Stephanie Strother notes that 'Whistler’s frequent use of “flesh” to describe color reflects a racist and exclusionary presumption that skin tone is defined as white or Caucasian.' Since the current catalogue uses Whistler's titles wherever possible, it has been decided to retain his usage in this catalogue raisonné. 3
A full length portrait of a woman, in vertical format. She is standing with her back to the viewer, her face in profile to left, her hands clasped behind her back. Her dress is white with a long pink train falling from the neck. The slope of her shoulders is emphasized by a trim of ribbon and rosettes. The train is decorated with scattered rosettes in white and gold. The neck of the dress is trimmed with grey lace and a band of reddish ribbon. The transparent sleeves are bound with a narrow pink ribbon and end with a ruffle at the wrists. She stands on a white carpet with a woven chequered pattern. The wall behind her is pale pinkish grey with a white dado. At upper left are sprays of white blossom.
Susan Galassi commented on the portrait as follows:
'… the subject and her dress compete for the viewer’s attention. … Mrs. Leyland’s face is shown in profile facing left; her downcast eyes and a slightly down-turned mouth convey a sense of gravity. Her auburn hair – the key color tone in the painting – is arranged simply in two coils on top of her head.... Her pink gown harmonizes not only with her reddish brown hair, but with her surroundings. Blossoming almond branches cut off at the left by the edge of the painting in the manner of a Japanese print set off the delicacy of the floral appliqués of her dress, while at right a spray of green foliage points to the artist's prominent butterfly signature.' 4
Although the portrait was started in the Leylands' residence, Speke Hall near Liverpool, the setting depicted is Whistler's house in Chelsea at 2 Lindsey Row.
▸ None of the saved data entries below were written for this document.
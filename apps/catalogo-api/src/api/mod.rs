use axum::Router;

pub mod categorias;
pub mod health;
pub mod produtos;

/// Creates the API routes without the `/api` prefix.
/// The `/api` prefix will be added by the `create_router` helper.
///
/// Takes a reference to AppState and initializes all services.
/// Returns a stateless Router (all sub-routers have state already applied).
pub fn routes(state: &crate::state::AppState) -> Router {
    Router::new()
        .nest("/categorias", categorias::router(state))
        .nest("/produtos", produtos::router(state))
}

/// Creates a router with the /ready endpoint that performs actual health
/// checks.
///
/// This router has state applied and can be merged with the stateless app
/// router from `create_router`. The /ready endpoint pings the database.
pub fn ready_router(state: crate::state::AppState) -> Router {
    use axum::routing::get;

    Router::new()
        .route("/ready", get(health::ready_handler))
        .with_state(state)
}
use sea_orm_migration::prelude::*;

#[derive(DeriveMigrationName)]
pub struct Migration;

#[async_trait::async_trait]
impl MigrationTrait for Migration {
    async fn up(&self, manager: &SchemaManager) -> Result<(), DbErr> {
        let db = manager.get_connection();

        db.execute_unprepared(
            "INSERT INTO categorias (nome, imagem_url) VALUES \
             ('Bebidas', 'bebidas.jpg'), \
             ('Lanches', 'Lanches.jpg'), \
             ('Sobremesas', 'Sobremesas.jpg')",
        )
        .await?;

        db.execute_unprepared(
            "INSERT INTO produtos (nome, descricao, preco, imagem_url, estoque, data_cadastro, categoria_id) \
             VALUES ('Coca-cola Diet', 'Refrigerante de cola 350 ml', 5.45, 'cocacola.jpg', 50, now(), \
             (SELECT categoria_id FROM categorias WHERE nome = 'Bebidas'))",
        )
        .await?;

        Ok(())
    }

    async fn down(&self, manager: &SchemaManager) -> Result<(), DbErr> {
        let db = manager.get_connection();

        db.execute_unprepared("DELETE FROM produtos").await?;
        db.execute_unprepared("DELETE FROM categorias").await?;

        Ok(())
    }
}
use sea_orm::ActiveValue::Set;
use sea_orm::entity::prelude::*;
use serde::{Deserialize, Serialize};

/// SeaORM entity for the `produtos` table
#[derive(Clone, Debug, PartialEq, DeriveEntityModel, Serialize, Deserialize)]
#[sea_orm(table_name = "produtos")]
pub struct Model {
    #[sea_orm(primary_key)]
    pub produto_id: i32,
    pub nome: String,
    pub descricao: String,
    #[sea_orm(column_type = "Decimal(Some((10, 2)))")]
    pub preco: Decimal,
    #[sea_orm(column_type = "String(StringLen::N(300))")]
    pub imagem_url: String,
    pub estoque: f32,
    pub data_cadastro: DateTimeWithTimeZone,
    pub categoria_id: i32,
}

#[derive(Copy, Clone, Debug, EnumIter, DeriveRelation)]
pub enum Relation {
    #[sea_orm(
        belongs_to = "super::categorias::Entity",
        from = "Column::CategoriaId",
        to = "super::categorias::Column::CategoriaId",
        on_update = "Cascade",
        on_delete = "Cascade"
    )]
    Categorias,
}

impl Related<super::categorias::Entity> for Entity {
    fn to() -> RelationDef {
        Relation::Categorias.def()
    }
}

impl ActiveModelBehavior for ActiveModel {}

impl From<Model> for crate::models::Product {
    fn from(model: Model) -> Self {
        Self {
            produto_id: model.produto_id,
            nome: model.nome,
            descricao: model.descricao,
            preco: model.preco,
            imagem_url: model.imagem_url,
            estoque: model.estoque,
            data_cadastro: model.data_cadastro.into(),
            categoria_id: model.categoria_id,
        }
    }
}

// Conversion from CreateProduct to an ActiveModel; the identity comes from
// the store, the registration timestamp from the server clock.
impl From<crate::models::CreateProduct> for ActiveModel {
    fn from(input: crate::models::CreateProduct) -> Self {
        ActiveModel {
            nome: Set(input.nome),
            descricao: Set(input.descricao),
            preco: Set(input.preco),
            imagem_url: Set(input.imagem_url),
            estoque: Set(input.estoque),
            data_cadastro: Set(chrono::Utc::now().into()),
            categoria_id: Set(input.categoria_id),
            ..Default::default()
        }
    }
}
According to the Pennells, 'Mrs. Leyland stood in the flesh-colour and yellow drawing room and he designed her gown to harmonize with it.' 5 Susan Galassi adds, 'Whistler created a complete aesthetic environment for Frances Leyland; he designed her dress and the interior of the room as an ensemble.' 6
Frances Leyland (1834-1910) was the daughter of a master mariner, Thomas Dawson, of Liverpool. She married the ship-owner and collector Frederick Richards Leyland (1832-1892) on 23 March 1855.
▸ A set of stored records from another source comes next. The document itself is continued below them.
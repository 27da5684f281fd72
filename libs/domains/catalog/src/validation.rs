//! Field and cross-field validation for Product candidates.
//!
//! The rules are an explicit ordered list of pure functions. Each rule
//! takes the candidate (and the configured limits) and returns zero or one
//! [`Violation`]; [`field_violations`] runs every rule and concatenates the
//! results. Nothing here touches the store.

use rust_decimal::Decimal;
use serde::Serialize;
use utoipa::ToSchema;

use crate::models::{CreateProduct, UpdateProduct};

pub const NOME_MIN: usize = 5;
pub const NOME_MAX: usize = 15;
pub const IMAGEM_MAX: usize = 300;
pub const PRECO_MIN: i64 = 1;
pub const PRECO_MAX: i64 = 10_000;

/// A single violated rule: the offending field and a human-readable message.
#[derive(Debug, Clone, PartialEq, Eq, Serialize, ToSchema)]
pub struct Violation {
    pub field: String,
    pub message: String,
}

impl Violation {
    pub fn new(field: impl Into<String>, message: impl Into<String>) -> Self {
        Self {
            field: field.into(),
            message: message.into(),
        }
    }
}

/// Runtime-configurable validation bounds.
///
/// The description maximum differs between snapshots of the original
/// system (10 vs 300); it is a knob here, defaulting to 300.
#[derive(Debug, Clone, Copy)]
pub struct ValidationLimits {
    pub descricao_max: usize,
}

impl Default for ValidationLimits {
    fn default() -> Self {
        Self { descricao_max: 300 }
    }
}

/// Borrowed view over the validated fields, shared by the create and
/// update payloads.
#[derive(Debug, Clone, Copy)]
pub struct ProductCandidate<'a> {
    pub nome: &'a str,
    pub descricao: &'a str,
    pub preco: Decimal,
    pub imagem_url: &'a str,
    pub estoque: f32,
}

impl<'a> From<&'a CreateProduct> for ProductCandidate<'a> {
    fn from(input: &'a CreateProduct) -> Self {
        Self {
            nome: &input.nome,
            descricao: &input.descricao,
            preco: input.preco,
            imagem_url: &input.imagem_url,
            estoque: input.estoque,
        }
    }
}

impl<'a> From<&'a UpdateProduct> for ProductCandidate<'a> {
    fn from(input: &'a UpdateProduct) -> Self {
        Self {
            nome: &input.nome,
            descricao: &input.descricao,
            preco: input.preco,
            imagem_url: &input.imagem_url,
            estoque: input.estoque,
        }
    }
}

type FieldRule = fn(&ProductCandidate<'_>, &ValidationLimits) -> Option<Violation>;

fn nome_obrigatorio(c: &ProductCandidate<'_>, _: &ValidationLimits) -> Option<Violation> {
    c.nome
        .is_empty()
        .then(|| Violation::new("nome", "O nome é obrigatório"))
}

fn nome_tamanho(c: &ProductCandidate<'_>, _: &ValidationLimits) -> Option<Violation> {
    let len = c.nome.chars().count();
    (!(NOME_MIN..=NOME_MAX).contains(&len)).then(|| {
        Violation::new(
            "nome",
            format!("O nome deve ter entre {} e {} caracteres", NOME_MIN, NOME_MAX),
        )
    })
}

/// The first character must equal its own uppercase transform (rune-wise,
/// not locale-aware). An empty name is vacuously valid here; the presence
/// rule reports it.
fn nome_primeira_letra_maiuscula(
    c: &ProductCandidate<'_>,
    _: &ValidationLimits,
) -> Option<Violation> {
    let first = c.nome.chars().next()?;
    if first.to_uppercase().to_string() != first.to_string() {
        return Some(Violation::new(
            "nome",
            "A primeira letra do nome deve ser maiúscula",
        ));
    }
    None
}

fn descricao_obrigatoria(c: &ProductCandidate<'_>, _: &ValidationLimits) -> Option<Violation> {
    c.descricao
        .is_empty()
        .then(|| Violation::new("descricao", "A descrição é obrigatória"))
}

fn descricao_tamanho(c: &ProductCandidate<'_>, limits: &ValidationLimits) -> Option<Violation> {
    (c.descricao.chars().count() > limits.descricao_max).then(|| {
        Violation::new(
            "descricao",
            format!(
                "A descrição deve ter no máximo {} caracteres",
                limits.descricao_max
            ),
        )
    })
}

fn preco_faixa(c: &ProductCandidate<'_>, _: &ValidationLimits) -> Option<Violation> {
    let within = c.preco >= Decimal::from(PRECO_MIN) && c.preco <= Decimal::from(PRECO_MAX);
    (!within).then(|| {
        Violation::new(
            "preco",
            format!("O preço deve estar entre {} e {}", PRECO_MIN, PRECO_MAX),
        )
    })
}

fn imagem_obrigatoria(c: &ProductCandidate<'_>, _: &ValidationLimits) -> Option<Violation> {
    c.imagem_url
        .is_empty()
        .then(|| Violation::new("imagem_url", "A imagem é obrigatória"))
}

fn imagem_tamanho(c: &ProductCandidate<'_>, _: &ValidationLimits) -> Option<Violation> {
    (c.imagem_url.chars().count() > IMAGEM_MAX).then(|| {
        Violation::new(
            "imagem_url",
            format!("A imagem deve ter no máximo {} caracteres", IMAGEM_MAX),
        )
    })
}

/// The per-field rules, in reporting order.
const FIELD_RULES: &[FieldRule] = &[
    nome_obrigatorio,
    nome_tamanho,
    nome_primeira_letra_maiuscula,
    descricao_obrigatoria,
    descricao_tamanho,
    preco_faixa,
    imagem_obrigatoria,
    imagem_tamanho,
];

/// Run every field rule against the candidate and concatenate the results.
pub fn field_violations(
    candidate: &ProductCandidate<'_>,
    limits: &ValidationLimits,
) -> Vec<Violation> {
    FIELD_RULES
        .iter()
        .filter_map(|rule| rule(candidate, limits))
        .collect()
}

/// Cross-field rule: stock must be strictly greater than zero.
pub fn estoque_positivo(candidate: &ProductCandidate<'_>) -> Option<Violation> {
    (candidate.estoque <= 0.0).then(|| Violation::new("estoque", "O estoque deve ser maior que zero"))
}

/// Full validation of a Product candidate: every field rule, then the
/// stock rule. Returns the ordered list of violations (possibly empty).
pub fn validate_product(
    candidate: &ProductCandidate<'_>,
    limits: &ValidationLimits,
) -> Vec<Violation> {
    let mut violations = field_violations(candidate, limits);
    violations.extend(estoque_positivo(candidate));
    violations
}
Dante Gabriel Rossetti (1828-1882), who had painted two portraits of Mrs Leyland, including Monna Rosa (1867, Private collection) wrote of Whistler's portrait, 'the figure of Mrs L. a graceful design, I cannot see that it is at all a likeness.' 7
Elizabeth Robins Pennell (1855-1936) interviewed the sitter:
'[Mrs Leyland] remembers days when, at the end of the sitting, the portrait looked as if a few hours' work the next day was all it needed. But, in the morning, she would find it scraped down, with the work to be done over again. Notwithstanding the numerous sittings she gave, one of Whistler's models, Maud Franklin ... was called in to pose for the draperies.' 8
Certainly a drawing of Whistler's new model, Maud Franklin (1857-ca 1941) , reproduced above, shows her in similar pose.
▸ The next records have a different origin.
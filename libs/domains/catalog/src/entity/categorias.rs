use sea_orm::ActiveValue::Set;
use sea_orm::entity::prelude::*;
use serde::{Deserialize, Serialize};

/// SeaORM entity for the `categorias` table
#[derive(Clone, Debug, PartialEq, DeriveEntityModel, Serialize, Deserialize)]
#[sea_orm(table_name = "categorias")]
pub struct Model {
    #[sea_orm(primary_key)]
    pub categoria_id: i32,
    #[sea_orm(column_type = "String(StringLen::N(80))")]
    pub nome: String,
    #[sea_orm(column_type = "String(StringLen::N(300))")]
    pub imagem_url: String,
}

#[derive(Copy, Clone, Debug, EnumIter, DeriveRelation)]
pub enum Relation {
    #[sea_orm(has_many = "super::produtos::Entity")]
    Produtos,
}

impl Related<super::produtos::Entity> for Entity {
    fn to() -> RelationDef {
        Relation::Produtos.def()
    }
}

impl ActiveModelBehavior for ActiveModel {}

impl From<Model> for crate::models::Category {
    fn from(model: Model) -> Self {
        Self {
            categoria_id: model.categoria_id,
            nome: model.nome,
            imagem_url: model.imagem_url,
        }
    }
}

// Conversion from CreateCategory to an ActiveModel; the identity is
// assigned by the store.
impl From<crate::models::CreateCategory> for ActiveModel {
    fn from(input: crate::models::CreateCategory) -> Self {
        ActiveModel {
            nome: Set(input.nome),
            imagem_url: Set(input.imagem_url),
            ..Default::default()
        }
    }
}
Galassi comments on the relationship of artist and model:
'Mrs. Leyland was the liaison between Whistler and his patron, as well as the painter’s confidante and muse. Whistler, in turn, provided her with companionship, amusement, and relief from her hard-driving, difficult husband. The artist’s letters to her during the years he was connected with the family reveal his affection for her. ... There is no evidence that they were lovers, but their close relationship prompted gossip ... Strains in the Leylands’ marriage, which ended in divorce in 1879, were already apparent in the early seventies when Whistler was their "never-ending guest." ' 9
The portrait is discussed in fascinating detail by Susan Galassi. The fashionable dress is compared to a beautiful Liberty tea gown of 1891. She raises interesting questions about the aesthetic decisions made by the artist and perhaps by the model:
'Why, when the sitter herself expressed her wish to be depicted in a distinctly different mode, perhaps in a gown of her own, did Whistler insist on creating a dress for her and devote so much attention to it? And why did he choose a style that would have been perceived as unconventional? Was it Frances herself who inspired such a garment – or does the gown reflect Whistler’s idealized image of her, or a persona he constructed for her? Was he in fact painting a portrait of Frances Leyland or showcasing his talents as a designer – or an amalgam of the two – and why did he choose to portray her as majestic and remote when she was, by all accounts, lively and accessible?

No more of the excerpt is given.